▸ **INPUT DATA**:

- - -

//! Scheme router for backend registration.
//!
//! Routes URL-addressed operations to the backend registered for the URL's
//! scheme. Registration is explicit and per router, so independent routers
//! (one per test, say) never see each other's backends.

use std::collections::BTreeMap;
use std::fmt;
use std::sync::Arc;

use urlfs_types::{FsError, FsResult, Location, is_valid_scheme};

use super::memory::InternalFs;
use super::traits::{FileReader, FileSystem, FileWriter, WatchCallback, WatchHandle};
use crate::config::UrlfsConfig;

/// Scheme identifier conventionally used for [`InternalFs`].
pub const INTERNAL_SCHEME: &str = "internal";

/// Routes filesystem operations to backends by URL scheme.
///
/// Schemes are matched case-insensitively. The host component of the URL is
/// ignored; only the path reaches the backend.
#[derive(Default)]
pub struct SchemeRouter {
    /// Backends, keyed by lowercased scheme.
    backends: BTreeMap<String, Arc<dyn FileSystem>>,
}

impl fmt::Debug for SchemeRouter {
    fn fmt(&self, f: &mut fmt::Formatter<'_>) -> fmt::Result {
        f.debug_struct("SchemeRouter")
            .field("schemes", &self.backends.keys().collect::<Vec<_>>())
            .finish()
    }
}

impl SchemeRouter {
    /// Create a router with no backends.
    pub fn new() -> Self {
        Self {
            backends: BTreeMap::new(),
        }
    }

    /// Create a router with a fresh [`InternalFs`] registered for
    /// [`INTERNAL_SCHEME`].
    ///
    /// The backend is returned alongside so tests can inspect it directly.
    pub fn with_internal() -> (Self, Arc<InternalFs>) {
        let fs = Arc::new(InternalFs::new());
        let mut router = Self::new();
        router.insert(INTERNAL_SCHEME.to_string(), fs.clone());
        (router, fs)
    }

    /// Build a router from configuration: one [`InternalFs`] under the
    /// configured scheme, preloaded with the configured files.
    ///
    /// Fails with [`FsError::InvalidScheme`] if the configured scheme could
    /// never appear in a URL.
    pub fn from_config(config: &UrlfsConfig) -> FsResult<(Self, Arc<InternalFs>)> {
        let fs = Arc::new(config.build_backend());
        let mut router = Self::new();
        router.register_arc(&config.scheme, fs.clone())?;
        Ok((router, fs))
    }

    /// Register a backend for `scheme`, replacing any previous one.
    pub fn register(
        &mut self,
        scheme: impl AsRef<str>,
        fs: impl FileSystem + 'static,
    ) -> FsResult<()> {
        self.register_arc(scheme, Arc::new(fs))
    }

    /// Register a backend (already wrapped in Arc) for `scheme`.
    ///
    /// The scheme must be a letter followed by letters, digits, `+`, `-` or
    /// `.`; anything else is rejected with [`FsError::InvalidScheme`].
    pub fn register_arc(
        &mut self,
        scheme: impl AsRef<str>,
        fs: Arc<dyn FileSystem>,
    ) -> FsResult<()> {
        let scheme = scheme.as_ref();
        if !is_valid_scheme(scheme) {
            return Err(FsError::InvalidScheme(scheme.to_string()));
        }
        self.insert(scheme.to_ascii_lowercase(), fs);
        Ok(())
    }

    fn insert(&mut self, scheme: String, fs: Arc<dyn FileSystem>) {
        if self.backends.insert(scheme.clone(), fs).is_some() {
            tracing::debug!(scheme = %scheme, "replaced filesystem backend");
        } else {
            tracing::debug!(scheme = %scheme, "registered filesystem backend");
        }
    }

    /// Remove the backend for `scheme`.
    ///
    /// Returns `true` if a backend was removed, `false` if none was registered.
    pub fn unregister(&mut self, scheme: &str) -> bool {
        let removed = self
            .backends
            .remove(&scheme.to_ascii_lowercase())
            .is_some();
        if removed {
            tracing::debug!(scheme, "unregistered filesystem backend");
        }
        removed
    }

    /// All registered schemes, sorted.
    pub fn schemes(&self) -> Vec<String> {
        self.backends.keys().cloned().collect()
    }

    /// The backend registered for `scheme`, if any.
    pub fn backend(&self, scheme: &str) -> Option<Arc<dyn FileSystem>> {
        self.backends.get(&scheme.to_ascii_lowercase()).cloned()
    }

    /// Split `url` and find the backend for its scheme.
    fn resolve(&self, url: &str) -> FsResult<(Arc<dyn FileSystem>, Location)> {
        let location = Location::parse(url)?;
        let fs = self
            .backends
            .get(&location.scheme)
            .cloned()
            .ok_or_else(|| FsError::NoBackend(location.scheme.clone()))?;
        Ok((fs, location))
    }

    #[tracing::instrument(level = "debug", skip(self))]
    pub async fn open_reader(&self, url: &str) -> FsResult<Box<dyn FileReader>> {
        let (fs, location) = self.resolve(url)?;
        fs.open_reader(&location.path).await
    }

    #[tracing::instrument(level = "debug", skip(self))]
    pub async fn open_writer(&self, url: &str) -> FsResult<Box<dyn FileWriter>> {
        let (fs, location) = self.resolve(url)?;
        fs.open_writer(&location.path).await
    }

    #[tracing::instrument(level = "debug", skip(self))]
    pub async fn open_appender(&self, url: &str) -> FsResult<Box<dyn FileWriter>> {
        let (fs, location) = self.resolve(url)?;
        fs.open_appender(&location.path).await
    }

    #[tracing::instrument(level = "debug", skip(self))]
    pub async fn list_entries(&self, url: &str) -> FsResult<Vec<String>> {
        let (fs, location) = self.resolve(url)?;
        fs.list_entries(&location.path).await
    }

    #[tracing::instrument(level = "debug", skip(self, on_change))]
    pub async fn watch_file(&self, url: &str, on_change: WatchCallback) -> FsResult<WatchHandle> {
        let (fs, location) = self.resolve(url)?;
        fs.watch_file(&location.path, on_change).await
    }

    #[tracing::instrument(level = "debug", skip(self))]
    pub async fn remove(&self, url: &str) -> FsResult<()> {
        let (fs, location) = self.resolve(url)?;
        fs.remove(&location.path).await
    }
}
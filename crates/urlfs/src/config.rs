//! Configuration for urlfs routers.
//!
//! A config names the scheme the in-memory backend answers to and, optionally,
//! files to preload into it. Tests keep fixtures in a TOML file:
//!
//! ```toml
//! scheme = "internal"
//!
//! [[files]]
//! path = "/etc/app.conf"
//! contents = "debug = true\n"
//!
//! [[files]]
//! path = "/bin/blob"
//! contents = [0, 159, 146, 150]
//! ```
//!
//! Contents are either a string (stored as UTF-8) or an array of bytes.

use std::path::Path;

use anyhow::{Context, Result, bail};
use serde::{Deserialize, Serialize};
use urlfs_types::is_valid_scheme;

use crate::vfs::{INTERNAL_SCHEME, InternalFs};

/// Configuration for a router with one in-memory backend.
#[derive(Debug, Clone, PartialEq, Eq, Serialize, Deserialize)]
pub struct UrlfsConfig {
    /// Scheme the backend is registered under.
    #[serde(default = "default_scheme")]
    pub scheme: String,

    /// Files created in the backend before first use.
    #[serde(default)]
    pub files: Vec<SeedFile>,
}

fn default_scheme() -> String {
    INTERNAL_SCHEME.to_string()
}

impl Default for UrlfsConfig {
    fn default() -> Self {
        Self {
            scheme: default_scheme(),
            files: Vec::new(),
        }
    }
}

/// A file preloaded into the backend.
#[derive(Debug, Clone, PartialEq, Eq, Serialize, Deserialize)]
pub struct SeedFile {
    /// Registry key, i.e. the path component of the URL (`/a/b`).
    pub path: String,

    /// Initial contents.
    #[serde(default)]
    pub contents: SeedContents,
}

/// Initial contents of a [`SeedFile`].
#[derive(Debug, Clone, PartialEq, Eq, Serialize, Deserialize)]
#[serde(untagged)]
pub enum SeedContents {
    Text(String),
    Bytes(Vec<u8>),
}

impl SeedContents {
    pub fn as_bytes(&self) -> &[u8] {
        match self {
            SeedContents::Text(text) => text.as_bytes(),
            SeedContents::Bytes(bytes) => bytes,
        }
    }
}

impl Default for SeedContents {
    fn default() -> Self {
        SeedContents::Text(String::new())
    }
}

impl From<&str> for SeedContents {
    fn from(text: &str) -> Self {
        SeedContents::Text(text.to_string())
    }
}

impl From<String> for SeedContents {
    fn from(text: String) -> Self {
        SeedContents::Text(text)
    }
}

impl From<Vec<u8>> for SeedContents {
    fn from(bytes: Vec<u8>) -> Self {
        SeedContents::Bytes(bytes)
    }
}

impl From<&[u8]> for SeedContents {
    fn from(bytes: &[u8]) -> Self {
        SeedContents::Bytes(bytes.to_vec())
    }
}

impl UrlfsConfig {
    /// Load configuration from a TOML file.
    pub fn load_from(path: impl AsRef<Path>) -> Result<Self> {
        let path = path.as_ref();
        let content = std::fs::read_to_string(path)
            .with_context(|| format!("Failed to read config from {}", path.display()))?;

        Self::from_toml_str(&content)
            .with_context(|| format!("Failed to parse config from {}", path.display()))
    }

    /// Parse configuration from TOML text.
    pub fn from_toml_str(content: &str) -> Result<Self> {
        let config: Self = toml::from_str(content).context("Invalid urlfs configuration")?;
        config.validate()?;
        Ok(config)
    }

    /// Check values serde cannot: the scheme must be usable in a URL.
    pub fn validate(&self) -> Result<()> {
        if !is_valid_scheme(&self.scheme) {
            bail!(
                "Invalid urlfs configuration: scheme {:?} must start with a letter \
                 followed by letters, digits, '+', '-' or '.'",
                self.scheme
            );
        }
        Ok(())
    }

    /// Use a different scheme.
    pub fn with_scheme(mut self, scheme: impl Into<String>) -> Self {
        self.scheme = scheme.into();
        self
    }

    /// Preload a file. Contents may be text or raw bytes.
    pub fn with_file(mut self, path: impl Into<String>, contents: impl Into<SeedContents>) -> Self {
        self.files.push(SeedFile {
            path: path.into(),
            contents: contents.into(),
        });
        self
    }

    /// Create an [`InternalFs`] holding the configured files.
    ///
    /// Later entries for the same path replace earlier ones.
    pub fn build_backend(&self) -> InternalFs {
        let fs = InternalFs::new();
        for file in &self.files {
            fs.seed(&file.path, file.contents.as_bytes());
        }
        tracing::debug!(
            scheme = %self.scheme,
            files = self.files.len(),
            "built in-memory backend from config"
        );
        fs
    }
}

- - -

▸ **WHAT NEEDS TO BE DONE**:
Scan the records above for the string "await", then select every line that holds it.

▸ **ANSWER BELOW**:
        fs.open_reader(&location.path).await
        fs.open_writer(&location.path).await
        fs.open_appender(&location.path).await
        fs.list_entries(&location.path).await
        fs.watch_file(&location.path, on_change).await
        fs.remove(&location.path).await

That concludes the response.